The bulk-population method of breeding differs from the pedigree method primarily in the handling of generations following hybridization. The F2 generation is sown at normal commercial planting rates in a large plot.
Two types of artificial selection also are often applied
  1. Destruction of plants that carry undesirable major genes and
  2. Mass techniques such as harvesting when only part of the seeds are mature to select for early maturing plants or the use of screens to select for increased seed size. Single plant selections are then made and evaluated in the same way as in the pedigree method of breeding.
  • The chief advantage of the bulk population method is that it allows the breeder to handle very large numbers of individuals inexpensively.
  • Often an outstanding variety can be improved by transferring to it some specific desirable character that it lacks.

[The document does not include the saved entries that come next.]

//! API route handlers
//!
//! - `health`: liveness and readiness probes
//! - `products`: the CRUD + list surface over the product catalog

pub mod health;
pub mod products;

use crate::error::{ServerError, ServerResult};
use axum::response::IntoResponse;
use axum::Json;
use serde_json::json;

/// API version and base info
///
/// Returns server information including version and available endpoints.
/// This is the root endpoint (GET /) and requires no authentication.
pub async fn api_info() -> ServerResult<impl IntoResponse> {
    Ok(Json(json!({
        "name": "Product Catalog Server",
        "version": env!("CARGO_PKG_VERSION"),
        "api_version": "v1",
        "endpoints": [
            "/api/v1/products",
            "/api/v1/products/{id}",
            "/health",
            "/ready"
        ]
    })))
}

/// 404 Not Found handler
///
/// Returns a standardized error response for undefined routes.
pub async fn not_found() -> ServerError {
    ServerError::NotFound
}
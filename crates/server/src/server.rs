//! Server initialization and routing
//!
//! This module handles the Axum server setup including:
//! - Router configuration with all API endpoints
//! - Middleware stack (auth, logging, compression, etc.)
//! - Graceful shutdown handling

use crate::config::ServerConfig;
use crate::middleware::{api_key_auth, log_requests, request_id};
use crate::routes::{api_info, health, not_found, products};
use crate::state::ServerState;
use axum::extract::DefaultBodyLimit;
use axum::http::StatusCode;
use axum::middleware::{from_fn, from_fn_with_state};
use axum::routing::get;
use axum::Router;
use std::net::SocketAddr;
use std::sync::Arc;
use tower_http::compression::CompressionLayer;
use tower_http::cors::{Any, CorsLayer};
use tower_http::timeout::TimeoutLayer;
use tower_http::trace::TraceLayer;

/// Build the Axum router with all routes and middleware
///
/// Routes are divided into:
/// - Public routes: /, /health, /ready (no auth required)
/// - Protected routes: all /api/v1/* endpoints (API key required)
///
/// Exposed so integration tests can drive the full stack in-process.
pub fn build_router(state: Arc<ServerState>) -> Router {
    // CORS layer
    let cors = if state.config.enable_cors {
        CorsLayer::new()
            .allow_origin(Any)
            .allow_methods(Any)
            .allow_headers(Any)
    } else {
        CorsLayer::new()
    };

    // Public routes (no auth required)
    let public_routes = Router::new()
        .route("/", get(api_info))
        .route("/health", get(health::health_check))
        .route("/ready", get(health::readiness_check));

    // Protected routes (require API key)
    let protected_routes = Router::new()
        .route(
            "/api/v1/products",
            get(products::list_products)
                .post(products::create_product)
                .options(products::options_products),
        )
        .route(
            "/api/v1/products/{id}",
            get(products::get_product)
                .put(products::update_product)
                .patch(products::patch_product)
                .delete(products::delete_product)
                .head(products::head_product),
        )
        // Add auth middleware
        .layer(from_fn_with_state(state.clone(), api_key_auth));

    // Combine routes
    Router::new()
        .merge(public_routes)
        .merge(protected_routes)
        .fallback(not_found)
        .layer(DefaultBodyLimit::max(state.config.max_body_size()))
        .layer(TimeoutLayer::with_status_code(
            StatusCode::REQUEST_TIMEOUT,
            state.config.timeout(),
        ))
        .layer(CompressionLayer::new())
        .layer(cors)
        .layer(from_fn(request_id))
        .layer(from_fn(log_requests))
        .layer(TraceLayer::new_for_http())
        .with_state(state)
}

/// Start the catalog HTTP server
///
/// Initializes structured logging, builds the router, binds the listener,
/// and blocks until shutdown via SIGTERM or Ctrl+C.
pub async fn start_server(config: ServerConfig) -> anyhow::Result<()> {
    // Initialize tracing
    tracing_subscriber::fmt()
        .with_env_filter(&config.log_level)
        .with_target(false)
        .json()
        .init();

    // Create server state
    let state = Arc::new(ServerState::new(config.clone()));

    tracing::info!(
        records = state.catalog.len(),
        seeded = config.seed_demo_data,
        "Catalog initialized"
    );

    // Build router
    let app = build_router(state);

    // Parse bind address
    let addr: SocketAddr = config.socket_addr()?;

    tracing::info!(
        "Starting catalog server on {} with {} API keys",
        addr,
        config.api_keys.len()
    );
    tracing::info!(
        "Timeout: {}s, Max body: {}MB, CORS: {}",
        config.timeout_secs,
        config.max_body_size_mb,
        config.enable_cors
    );

    // Start server
    let listener = tokio::net::TcpListener::bind(addr).await?;
    axum::serve(listener, app)
        .with_graceful_shutdown(shutdown_signal())
        .await?;

    tracing::info!("Server shutdown complete");
    Ok(())
}

/// Shutdown signal handler
async fn shutdown_signal() {
    use tokio::signal;

    let ctrl_c = async {
        signal::ctrl_c()
            .await
            .expect("Failed to install Ctrl+C handler");
    };

    #[cfg(unix)]
    let terminate = async {
        signal::unix::signal(signal::unix::SignalKind::terminate())
            .expect("Failed to install signal handler")
            .recv()
            .await;
    };

    #[cfg(not(unix))]
    let terminate = std::future::pending::<()>();

    tokio::select! {
        _ = ctrl_c => tracing::info!("Received Ctrl+C, shutting down..."),
        _ = terminate => tracing::info!("Received SIGTERM, shutting down..."),
    }
}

  • This can be accomplished by first crossing a plant of the superior variety to a plant of the donor variety, which carries the trait in question, and then mating the progeny back to a plant having the genotype of the superior parent. This process is called backcrossing.
  • After five or six backcrosses the progeny will be hybrid for the character being transferred but like the superior parent for all other genes. Selfing the last backcross generation, coupled with selection, will give some progeny pure breeding for the genes being transferred.
  • The advantages of the backcross method are its rapidity, the small number of plants required, and the predictability of the outcome.
  • A serious disadvantage is that the procedure diminishes the occurrence of chance combinations of genes, which sometimes leads to striking improvements in performance.